Foi-me dado esta semana o privilégio de me juntar ao João Francisco Gomes e ao Ricardo Araújo Pereira no lançamento do livro que publicaram, a partir de conversas acerca de religião. Chama-se “O que é que eu estou aqui a fazer?” É uma bela pergunta que encaixa numa história memorável em que o humorista, num gesto de sinceridade, obteve talvez as primeiras gargalhadas colectivas da sua vida ao apresentar a dúvida a um dos padres da sua escola, quando era miúdo. Uma das vantagens que o Ricardo tem sobre a geração anterior de cómicos portugueses é a sua abertura ao assunto de Deus. Ainda que eu e a minha geração devamos muito ao Herman, o seu genuíno desinteresse público pela religião sempre foi desinspirador.

Para que a conversa fluísse entre nós os três no lançamento, o João sugeriu algumas perguntas. A primeira foi se tinha resposta para a pergunta do título do livro. Sei que hoje as pessoas tidas por inteligentes dizem só querer fazer perguntas e não cometer a arrogância de oferecer respostas (escrevi um texto sobre o assunto aqui no Observador chamado “Por que não acredito assim tanto em perguntadores”), mas, sinceramente, acho que sim, que tenho uma resposta para a pergunta “o que é que estou aqui a fazer?” Porque tenho fé em Jesus, acredito que integro um circuito cósmico de glória que é dada a Deus, o criador disto tudo. Nada nesta glória é fácil, mas o que nela é custoso não anula a sua existência.

Outra pergunta era se Jesus também tinha alguma prática de humorista e se havia mecanismos de comédia no evangelho. Sim, creio que há humor em Jesus. Basta lembrar uma passagem do Sermão do Monte que sempre me fez rir, quando o Senhor pergunta “qual dentre vós é o homem que, se porventura o filho lhe pedir pão, lhe dará pedra? Ou, se lhe pedir um peixe, lhe dará uma cobra? Ora, se vós, que sois maus, sabeis dar boas dádivas aos vossos filhos, quanto mais vosso Pai, que está nos céus, dará boas coisas aos que lhe pedirem?” Diria que é um humor com espaço para o absurdo, típico da velha pedagogia rabínica. Ainda assim, receio que parte do interesse que temos em encontrar humor na Bíblia se deva hoje a qualidades que já canonizámos em nós e que, num suposto gesto de simpatia, estendemos condescendentemente aos outros. Qualquer época o faz. Para mim que sou crente, melhor do que a Bíblia ser boa porque lhe acho humor, é a Bíblia ser boa independentemente do humor que lhe acho.

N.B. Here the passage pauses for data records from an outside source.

//! Integration tests for the textual front end.
//!
//! Runs the classifier over a realistic program and verifies the sequence of
//! typed records it produces, including the lines it must drop.

use flowscope::ir::{classify, BinOp, Instruction, Operand};

#[test]
fn test_program_classification_sequence() {
    let program = "\
define i32 @main() {
entry:
%x = alloca i32
%s = call i32 () @SOURCE()
store i32 %s, ptr %x
%y = load i32, ptr %x
%z = add i32 %y, 1
br i1 %cmp, label %lbl_t, label %lbl_f
lbl_t:
br label %merge
merge:
%m = phi i32 [%z, %lbl_t], [0, %lbl_f]
call void @SINK(i32 %m)
ret i32 0
}
";
    let instrs: Vec<Instruction> = program.lines().filter_map(classify).collect();

    let kinds: Vec<&str> = instrs
        .iter()
        .map(|i| match i {
            Instruction::FunctionDef { .. } => "define",
            Instruction::Label { .. } => "label",
            Instruction::Alloca { .. } => "alloca",
            Instruction::Load { .. } => "load",
            Instruction::Store { .. } => "store",
            Instruction::Binary { .. } => "binary",
            Instruction::Call { .. } => "call",
            Instruction::Phi { .. } => "phi",
            Instruction::CondBr { .. } => "condbr",
            Instruction::Br { .. } => "br",
        })
        .collect();

    // `ret` and the closing brace are dropped; everything else classifies.
    assert_eq!(
        kinds,
        vec![
            "define", "label", "alloca", "call", "store", "load", "binary", "condbr", "label",
            "br", "label", "phi", "call",
        ]
    );
}

#[test]
fn test_classified_payloads() {
    assert_eq!(
        classify("%z = mul i32 %a, 3"),
        Some(Instruction::Binary {
            op: BinOp::Mul,
            dst: "%z".to_string(),
            lhs: Operand::Var("%a".to_string()),
            rhs: Operand::Literal("3".to_string()),
        })
    );

    assert_eq!(
        classify("  store i32 %value, ptr %slot  "),
        Some(Instruction::Store {
            src: Operand::Var("%value".to_string()),
            dst: "%slot".to_string(),
        })
    );
}

#[test]
fn test_permissive_recovery_drops_near_misses() {
    // Keyword present, grammar violated: no record, no error.
    assert_eq!(classify("store i32 %lonely"), None);
    assert_eq!(classify("%x = load i32"), None);
    assert_eq!(classify("%x = phi i32"), None);
    assert_eq!(classify("br i1 %cmp, label %only_one"), None);
    assert_eq!(classify("define without a name"), None);
}

#[test]
fn test_comments_and_noise_are_dropped() {
    assert_eq!(classify("; ModuleID = 'program'"), None);
    assert_eq!(classify("target triple = \"x86_64\""), None);
    assert_eq!(classify("ret void"), None);
}
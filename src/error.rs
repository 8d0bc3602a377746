use thiserror::Error;

/// The generic Error type, which provides coverage for all errors this library can potentially
/// return.
///
/// This enum covers all possible error conditions that can occur while streaming a textual
/// IR file and propagating taint facts through it. Each variant provides specific context
/// about the failure mode to enable appropriate error handling.
///
/// # Error Categories
///
/// ## I/O Errors
/// - [`Error::FileError`] - Filesystem I/O errors while opening or reading the input
///
/// ## Analysis Errors
/// - [`Error::OriginCycle`] - An origin chain revisited a variable during resolution
///
/// # Examples
///
/// ```rust
/// use flowscope::{Error, TaintEngine};
/// use std::path::Path;
///
/// match TaintEngine::analyze_file(Path::new("program.ll")) {
///     Ok(verdict) => println!("{}", verdict),
///     Err(Error::FileError(io_err)) => eprintln!("I/O error: {}", io_err),
///     Err(e) => eprintln!("Other error: {}", e),
/// }
/// ```
#[derive(Error, Debug)]
pub enum Error {
    /// File I/O error.
    ///
    /// Wraps standard I/O errors that can occur while opening or reading the
    /// input stream, such as a missing file, permission issues, or filesystem
    /// errors. Surfaces before any partial verdict is produced.
    #[error("{0}")]
    FileError(#[from] std::io::Error),

    /// An origin chain revisited a variable during resolution.
    ///
    /// Origin chains written by a single forward pass cannot contain cycles,
    /// so hitting one means the recorded state is internally inconsistent.
    /// Resolution fails closed rather than walking the chain without bound.
    ///
    /// The associated value names the variable whose resolution failed.
    #[error("Origin chain for '{0}' contains a cycle")]
    OriginCycle(String),
}
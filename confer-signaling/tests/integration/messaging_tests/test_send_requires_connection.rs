use confer_core::{ErrorKind, StreamId};
use confer_signaling::ChannelState;
use serde_json::json;

use crate::integration::{TEST_TOKEN, create_test_channel, init_tracing};

#[tokio::test]
async fn test_sends_while_disconnected_fail_without_round_trip() {
    init_tracing();

    let (channel, transport) = create_test_channel();
    let stream_id = StreamId::from("stream-1");

    let results = [
        channel
            .send_sdp(json!({}), "v=0", true)
            .await
            .map(|_| ()),
        channel.send_stream_event("stats", &stream_id).await,
        channel.send_custom_message("hello", "all").await,
        channel
            .send_stream_control_message(&stream_id, "audio-out-off")
            .await,
    ];

    for result in results {
        let err = result.unwrap_err();
        assert_eq!(err.kind(), ErrorKind::InvalidState);
    }
    assert_eq!(transport.call_count().await, 0);
}

#[tokio::test]
async fn test_sends_while_connecting_fail_without_round_trip() {
    init_tracing();

    let (channel, transport) = create_test_channel();
    transport.hold_connect();

    let pending = tokio::spawn({
        let channel = channel.clone();
        async move { channel.connect(TEST_TOKEN).await }
    });

    channel
        .watch_state()
        .wait_for(|s| *s == ChannelState::Connecting)
        .await
        .expect("State channel closed");

    let err = channel.send_custom_message("early", "all").await.unwrap_err();
    assert_eq!(err.kind(), ErrorKind::InvalidState);
    assert_eq!(
        err.to_string(),
        "Cannot send custom message while connecting"
    );
    assert_eq!(transport.call_count().await, 1);

    transport.release_connect();
    pending.await.unwrap().expect("Connect failed");
}
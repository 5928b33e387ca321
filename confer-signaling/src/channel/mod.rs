mod channel_state;
mod connect_guard;
mod signaling_channel;

pub use channel_state::ChannelState;
pub use signaling_channel::SignalingChannel;
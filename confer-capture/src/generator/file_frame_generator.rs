use crate::config::CaptureConfig;
use crate::frame::{FrameGeometry, VideoFrameType};
use crate::generator::VideoFrameGenerator;
use bytes::{Buf, Bytes, BytesMut};
use confer_core::{ConferenceError, Result};
use std::fs::File;
use std::io::{self, Read, Seek, SeekFrom};
use std::path::Path;
use tracing::{debug, info, warn};

enum Source<R> {
    Ready(R),
    Unavailable(String),
}

/// Replays raw I420 frames from a seekable byte store, rewinding to the start
/// whenever fewer than one frame's worth of bytes remain.
///
/// Construction never fails. If the store cannot be opened, every call to
/// [`generate_next_frame`](VideoFrameGenerator::generate_next_frame) returns
/// `ResourceUnavailable`. If the store is shorter than one frame even from
/// the start, the call returns `IncompleteFrame`. A partially filled frame is
/// never returned.
pub struct FileFrameGenerator<R = File> {
    geometry: FrameGeometry,
    fps: u32,
    frame_type: VideoFrameType,
    name: String,
    source: Source<R>,
    store_len: Option<u64>,
    scratch: BytesMut,
}

impl FileFrameGenerator<File> {
    pub fn open(path: impl AsRef<Path>, width: u32, height: u32, fps: u32) -> Self {
        let path = path.as_ref();
        let name = path.display().to_string();

        match File::open(path) {
            Ok(file) => {
                let store_len = file.metadata().ok().map(|m| m.len());
                info!("Opened frame source {} ({:?} bytes)", name, store_len);
                Self::build(name, Source::Ready(file), store_len, width, height, fps)
            }
            Err(e) => {
                warn!("Failed to open frame source {}: {}", name, e);
                Self::build(
                    name,
                    Source::Unavailable(e.to_string()),
                    None,
                    width,
                    height,
                    fps,
                )
            }
        }
    }

    pub fn from_config(config: &CaptureConfig) -> Self {
        Self::open(&config.source_path, config.width, config.height, config.fps)
    }
}

impl<R: Read + Seek> FileFrameGenerator<R> {
    /// Wrap an already open store, e.g. an in-memory `Cursor`. `name` is only
    /// used in logs and errors.
    pub fn from_reader(
        mut reader: R,
        name: impl Into<String>,
        width: u32,
        height: u32,
        fps: u32,
    ) -> Self {
        let store_len = store_len(&mut reader).ok();
        Self::build(name.into(), Source::Ready(reader), store_len, width, height, fps)
    }

    /// Replace the contents of `out` with the next frame, reusing its
    /// allocation. On error `out` is left as it was.
    pub fn next_frame_into(&mut self, out: &mut BytesMut) -> Result<()> {
        let frame_size = self.geometry.frame_size();
        let name = self.name.as_str();

        let reader = match &mut self.source {
            Source::Ready(reader) => reader,
            Source::Unavailable(reason) => {
                return Err(ConferenceError::resource_unavailable(name, reason));
            }
        };

        // Read behind the current contents; they are released only once the
        // new frame is complete.
        let start = out.len();
        out.resize(start + frame_size, 0);

        match read_frame(reader, &mut out[start..], name) {
            Ok(()) => {
                out.advance(start);
                Ok(())
            }
            Err(e) => {
                out.truncate(start);
                Err(e)
            }
        }
    }
}

impl<R> FileFrameGenerator<R> {
    fn build(
        name: String,
        source: Source<R>,
        store_len: Option<u64>,
        width: u32,
        height: u32,
        fps: u32,
    ) -> Self {
        Self {
            geometry: FrameGeometry::new(width, height),
            fps,
            frame_type: VideoFrameType::I420,
            name,
            source,
            store_len,
            scratch: BytesMut::new(),
        }
    }

    pub fn geometry(&self) -> FrameGeometry {
        self.geometry
    }

    pub fn source_name(&self) -> &str {
        &self.name
    }

    pub fn is_available(&self) -> bool {
        matches!(self.source, Source::Ready(_))
    }

    /// Length of the backing store in bytes, when it could be determined.
    pub fn store_len(&self) -> Option<u64> {
        self.store_len
    }

    /// Complete frames in one pass over the store.
    pub fn whole_frames(&self) -> Option<u64> {
        let frame_size = self.geometry.frame_size() as u64;
        self.store_len.and_then(|len| len.checked_div(frame_size))
    }

    /// Bytes after the last complete frame; they are skipped on wraparound.
    pub fn trailing_bytes(&self) -> Option<u64> {
        let frame_size = self.geometry.frame_size() as u64;
        self.store_len.and_then(|len| len.checked_rem(frame_size))
    }
}

impl<R: Read + Seek + Send> VideoFrameGenerator for FileFrameGenerator<R> {
    fn frame_size(&self) -> usize {
        self.geometry.frame_size()
    }

    fn width(&self) -> u32 {
        self.geometry.width
    }

    fn height(&self) -> u32 {
        self.geometry.height
    }

    fn fps(&self) -> u32 {
        self.fps
    }

    fn frame_type(&self) -> VideoFrameType {
        self.frame_type
    }

    fn generate_next_frame(&mut self) -> Result<Bytes> {
        // The scratch allocation comes back on a later call once every frame
        // split from it has been dropped.
        let mut scratch = std::mem::take(&mut self.scratch);
        let result = self.next_frame_into(&mut scratch);
        let frame = result.map(|()| scratch.split().freeze());
        self.scratch = scratch;
        frame
    }
}

impl<R> Drop for FileFrameGenerator<R> {
    fn drop(&mut self) {
        if self.is_available() {
            debug!("Closing frame source {}", self.name);
        }
    }
}

/// Fill `frame` from the cursor, rewinding once if the store runs out.
fn read_frame<R: Read + Seek>(reader: &mut R, frame: &mut [u8], name: &str) -> Result<()> {
    let frame_size = frame.len();
    let read_error = |e: io::Error| ConferenceError::resource_unavailable(name, e);

    let read = read_full(reader, frame).map_err(read_error)?;
    if read == frame_size {
        return Ok(());
    }

    debug!("End of {} after {} bytes, rewinding", name, read);
    reader.rewind().map_err(read_error)?;

    let read = read_full(reader, frame).map_err(read_error)?;
    if read < frame_size {
        warn!(
            "Frame source {} holds less than one frame ({} of {} bytes)",
            name, read, frame_size
        );
        return Err(ConferenceError::IncompleteFrame {
            expected: frame_size,
            read,
        });
    }

    Ok(())
}

/// Read until `buf` is full or the store is exhausted, like `fread`.
fn read_full<R: Read>(reader: &mut R, buf: &mut [u8]) -> io::Result<usize> {
    let mut filled = 0;
    while filled < buf.len() {
        match reader.read(&mut buf[filled..]) {
            Ok(0) => break,
            Ok(n) => filled += n,
            Err(e) if e.kind() == io::ErrorKind::Interrupted => continue,
            Err(e) => return Err(e),
        }
    }
    Ok(filled)
}

fn store_len<R: Seek>(reader: &mut R) -> io::Result<u64> {
    let position = reader.stream_position()?;
    let len = reader.seek(SeekFrom::End(0))?;
    reader.seek(SeekFrom::Start(position))?;
    Ok(len)
}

O João questionou também se é possível construir um quadro de valores sólido fora da religião. É uma boa pergunta que, sinceramente, não me parece respondida de um modo satisfatório fora dos contornos da ficção. Todas as propostas de valores não-subjectivos além do reconhecimento da existência de Deus como a base de uma moral transcendente continuam a parecer-me insuficientes, intelectual e empiricamente. Não acho que as pessoas que não crêem em Deus não podem viver existências moralmente superiores às dos crentes e conheço até muitos casos assim. Mas essa capacidade existe por conta do Deus em quem não crêem e contra a falta de fé que nele declaram.

O João perguntou ainda se faz bem aos crentes ouvir mais os ateus. Crente que é crente sabe que o melhor ateu que conhece é ele mesmo, porque não há fé que não seja testada pela dúvida e as dúvidas mais sinceras que um crente conhece não são as dos outros mas as suas. Esta é a ironia: quando ouço o cepticismo do Ricardo Araújo Pereira sinto que o meu é mais autêntico. Talvez seja por isso que vou afirmando que preciso mais de fé do que ele.